EXERCISE BRIEF ▸ Go through the entries one line at a time, and gather every line that has the word "OpenClose".

Dataset records
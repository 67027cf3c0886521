//! Records returned by IEX Cloud, mirrored field for field.
//!
//! Fields whose `null` carries meaning are `Option`s. Every other field reads
//! both `null` and an omitted key as its default: IEX sends `null` prices for
//! minutes without IEX trades, `peRatio: null` for funds, and nulls or gaps in
//! the real-time fields outside the paid subscription tiers.

use serde::{Deserialize, Deserializer, Serialize};

use crate::EpochTime;

/// Account metadata from `/account/metadata`.
#[serde_with::apply(
    bool => #[serde(deserialize_with = "null_as_default")],
    i64 => #[serde(deserialize_with = "null_as_default")],
    String => #[serde(deserialize_with = "null_as_default")],
)]
#[derive(Debug, Clone, Default, PartialEq, Serialize, Deserialize)]
#[serde(rename_all = "camelCase", default)]
pub struct Metadata {
    pub pay_as_you_go_enabled: bool,
    /// Epoch milliseconds, sent as a bare number.
    pub effective_date: i64,
    pub subscription_term_type: String,
    pub tier_name: String,
    pub message_limit: i64,
    pub messages_used: i64,
    pub circuit_breaker: Option<u64>,
}

/// Order book snapshot from `/stock/{symbol}/book`.
#[serde_with::apply(
    Quote => #[serde(deserialize_with = "null_as_default")],
    Vec<BidAsk> => #[serde(deserialize_with = "null_as_default")],
    Vec<Trade> => #[serde(deserialize_with = "null_as_default")],
    SystemEvent => #[serde(deserialize_with = "null_as_default")],
)]
#[derive(Debug, Clone, Default, PartialEq, Serialize, Deserialize)]
#[serde(rename_all = "camelCase", default)]
pub struct Book {
    pub quote: Quote,
    pub bids: Vec<BidAsk>,
    pub asks: Vec<BidAsk>,
    pub trades: Vec<Trade>,
    pub system_event: SystemEvent,
}

#[serde_with::apply(
    i64 => #[serde(deserialize_with = "null_as_default")],
    f64 => #[serde(deserialize_with = "null_as_default")],
)]
#[derive(Debug, Clone, Default, PartialEq, Serialize, Deserialize)]
#[serde(rename_all = "camelCase", default)]
pub struct BidAsk {
    pub price: f64,
    pub size: i64,
    pub timestamp: EpochTime,
}

/// Single print in the book's recent trades.
#[serde_with::apply(
    bool => #[serde(deserialize_with = "null_as_default")],
    i64 => #[serde(deserialize_with = "null_as_default")],
    f64 => #[serde(deserialize_with = "null_as_default")],
)]
#[derive(Debug, Clone, Default, PartialEq, Serialize, Deserialize)]
#[serde(rename_all = "camelCase", default)]
pub struct Trade {
    pub price: f64,
    pub size: i64,
    pub trade_id: i64,
    #[serde(rename = "isISO")]
    pub is_iso: bool,
    pub is_odd_lot: bool,
    pub is_outside_regular_hours: bool,
    pub is_single_price_cross: bool,
    pub is_trade_through_exempt: bool,
    pub timestamp: EpochTime,
}

#[serde_with::apply(
    String => #[serde(deserialize_with = "null_as_default")],
)]
#[derive(Debug, Clone, Default, PartialEq, Serialize, Deserialize)]
#[serde(rename_all = "camelCase", default)]
pub struct SystemEvent {
    pub system_event: String,
    pub timestamp: EpochTime,
}

/// Real-time or delayed quote from `/stock/{symbol}/quote`.
#[serde_with::apply(
    bool => #[serde(deserialize_with = "null_as_default")],
    i64 => #[serde(deserialize_with = "null_as_default")],
    f64 => #[serde(deserialize_with = "null_as_default")],
    String => #[serde(deserialize_with = "null_as_default")],
)]
#[derive(Debug, Clone, Default, PartialEq, Serialize, Deserialize)]
#[serde(rename_all = "camelCase", default)]
pub struct Quote {
    pub symbol: String,
    pub company_name: String,
    pub calculation_price: String,
    pub open: f64,
    pub open_time: EpochTime,
    pub open_source: String,
    pub close: f64,
    pub close_time: EpochTime,
    pub close_source: String,
    pub high: f64,
    pub high_time: EpochTime,
    pub high_source: String,
    pub low: f64,
    pub low_time: EpochTime,
    pub low_source: String,
    pub latest_price: f64,
    pub latest_source: String,
    pub latest_time: String,
    pub latest_update: EpochTime,
    pub latest_volume: i64,
    pub volume: i64,
    pub iex_realtime_price: f64,
    pub iex_realtime_size: i64,
    pub iex_last_updated: EpochTime,
    pub delayed_price: f64,
    pub delayed_price_time: EpochTime,
    pub odd_lot_delayed_price: f64,
    pub odd_lot_delayed_price_time: EpochTime,
    pub extended_price: f64,
    pub extended_change: f64,
    pub extended_change_percent: f64,
    pub extended_price_time: EpochTime,
    pub previous_close: f64,
    pub previous_volume: i64,
    pub change: f64,
    pub change_percent: f64,
    pub iex_market_percent: Option<f64>,
    pub iex_volume: Option<i64>,
    pub avg_total_volume: i64,
    pub iex_bid_price: Option<f64>,
    pub iex_bid_size: Option<i64>,
    pub iex_ask_price: Option<f64>,
    pub iex_ask_size: Option<i64>,
    pub iex_open: Option<f64>,
    pub iex_open_time: Option<EpochTime>,
    pub iex_close: f64,
    pub iex_close_time: EpochTime,
    pub market_cap: i64,
    pub week52_high: f64,
    pub week52_low: f64,
    pub ytd_change: f64,
    pub pe_ratio: f64,
    pub last_trade_time: EpochTime,
    #[serde(rename = "isUSMarketOpen")]
    pub is_us_market_open: bool,
}

/// Daily bar from `/stock/{symbol}/chart`.
#[serde_with::apply(
    i64 => #[serde(deserialize_with = "null_as_default")],
    f64 => #[serde(deserialize_with = "null_as_default")],
    String => #[serde(deserialize_with = "null_as_default")],
)]
#[derive(Debug, Clone, Default, PartialEq, Serialize, Deserialize)]
#[serde(rename_all = "camelCase", default)]
pub struct HistoricalPrice {
    pub date: String,
    pub open: f64,
    pub close: f64,
    pub high: f64,
    pub low: f64,
    pub volume: i64,
    pub u_open: f64,
    pub u_close: f64,
    pub u_high: f64,
    pub u_low: f64,
    pub u_volume: i64,
    pub change: f64,
    pub change_percent: f64,
    pub label: String,
    pub change_over_time: f64,
}

/// Minute bar from `/stock/{symbol}/intraday-prices`.
///
/// The `market_*` fields aggregate all venues and are `null` unless the
/// account's tier includes consolidated data.
#[serde_with::apply(
    i64 => #[serde(deserialize_with = "null_as_default")],
    f64 => #[serde(deserialize_with = "null_as_default")],
    String => #[serde(deserialize_with = "null_as_default")],
)]
#[derive(Debug, Clone, Default, PartialEq, Serialize, Deserialize)]
#[serde(rename_all = "camelCase", default)]
pub struct IntradayPrice {
    pub date: String,
    pub minute: String,
    pub market_average: Option<f64>,
    pub market_notional: Option<f64>,
    pub market_number_of_trades: Option<f64>,
    pub market_open: Option<f64>,
    pub market_close: Option<f64>,
    pub market_high: Option<f64>,
    pub market_low: Option<f64>,
    pub market_volume: Option<i64>,
    pub market_change_over_time: Option<f64>,
    pub change_over_time: Option<f64>,
    pub label: String,
    pub high: f64,
    pub low: f64,
    pub open: f64,
    pub close: f64,
    pub average: f64,
    pub volume: i64,
    pub notional: f64,
    pub number_of_trades: i64,
}

#[serde_with::apply(
    i64 => #[serde(deserialize_with = "null_as_default")],
    f64 => #[serde(deserialize_with = "null_as_default")],
    String => #[serde(deserialize_with = "null_as_default")],
)]
#[derive(Debug, Clone, Default, PartialEq, Serialize, Deserialize)]
#[serde(rename_all = "camelCase", default)]
pub struct DelayedQuote {
    pub symbol: String,
    pub delayed_price: f64,
    pub delayed_size: i64,
    pub delayed_price_time: EpochTime,
    pub high: f64,
    pub low: f64,
    pub total_volume: i64,
    pub processed_time: EpochTime,
}

#[serde_with::apply(
    i64 => #[serde(deserialize_with = "null_as_default")],
    f64 => #[serde(deserialize_with = "null_as_default")],
    String => #[serde(deserialize_with = "null_as_default")],
)]
#[derive(Debug, Clone, Default, PartialEq, Serialize, Deserialize)]
#[serde(rename_all = "camelCase", default)]
pub struct LargestTrade {
    pub price: f64,
    pub size: i64,
    pub time: EpochTime,
    pub time_label: String,
    pub venue: String,
    pub venue_name: String,
}

/// Official open/close from `/stock/{symbol}/ohlc`.
#[serde_with::apply(
    i64 => #[serde(deserialize_with = "null_as_default")],
    f64 => #[serde(deserialize_with = "null_as_default")],
    String => #[serde(deserialize_with = "null_as_default")],
    OpenClose => #[serde(deserialize_with = "null_as_default")],
)]
#[derive(Debug, Clone, Default, PartialEq, Serialize, Deserialize)]
#[serde(rename_all = "camelCase", default)]
pub struct Ohlc {
    pub open: OpenClose,
    pub close: OpenClose,
    pub high: f64,
    pub low: f64,
    pub volume: i64,
    pub symbol: String,
}

#[serde_with::apply(
    f64 => #[serde(deserialize_with = "null_as_default")],
)]
#[derive(Debug, Clone, Default, PartialEq, Serialize, Deserialize)]
#[serde(rename_all = "camelCase", default)]
pub struct OpenClose {
    pub price: f64,
    pub time: EpochTime,
}

#[serde_with::apply(
    i64 => #[serde(deserialize_with = "null_as_default")],
    f64 => #[serde(deserialize_with = "null_as_default")],
    String => #[serde(deserialize_with = "null_as_default")],
)]
#[derive(Debug, Clone, Default, PartialEq, Serialize, Deserialize)]
#[serde(rename_all = "camelCase", default)]
pub struct PreviousDayPrice {
    pub date: String,
    pub open: f64,
    pub close: f64,
    pub high: f64,
    pub low: f64,
    pub volume: i64,
    pub u_open: f64,
    pub u_close: f64,
    pub u_high: f64,
    pub u_low: f64,
    pub u_volume: i64,
    pub change: f64,
    pub change_percent: f64,
    pub change_over_time: f64,
    pub symbol: String,
}

#[serde_with::apply(
    i64 => #[serde(deserialize_with = "null_as_default")],
    f64 => #[serde(deserialize_with = "null_as_default")],
    String => #[serde(deserialize_with = "null_as_default")],
)]
#[derive(Debug, Clone, Default, PartialEq, Serialize, Deserialize)]
#[serde(rename_all = "camelCase", default)]
pub struct VolumeByVenue {
    pub volume: i64,
    pub venue: String,
    pub venue_name: String,
    pub date: String,
    pub market_percent: f64,
    pub avg_market_percent: f64,
}

/// Reads `null` as `T::default()`. Values of the wrong type are still errors.
fn null_as_default<'de, D, T>(deserializer: D) -> Result<T, D::Error>
where
    D: Deserializer<'de>,
    T: Default + Deserialize<'de>,
{
    Ok(Option::<T>::deserialize(deserializer)?.unwrap_or_default())
}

YOUR SOLUTION ▸
    OpenClose => #[serde(deserialize_with = "null_as_default")],
    pub open: OpenClose,
    pub close: OpenClose,
pub struct OpenClose {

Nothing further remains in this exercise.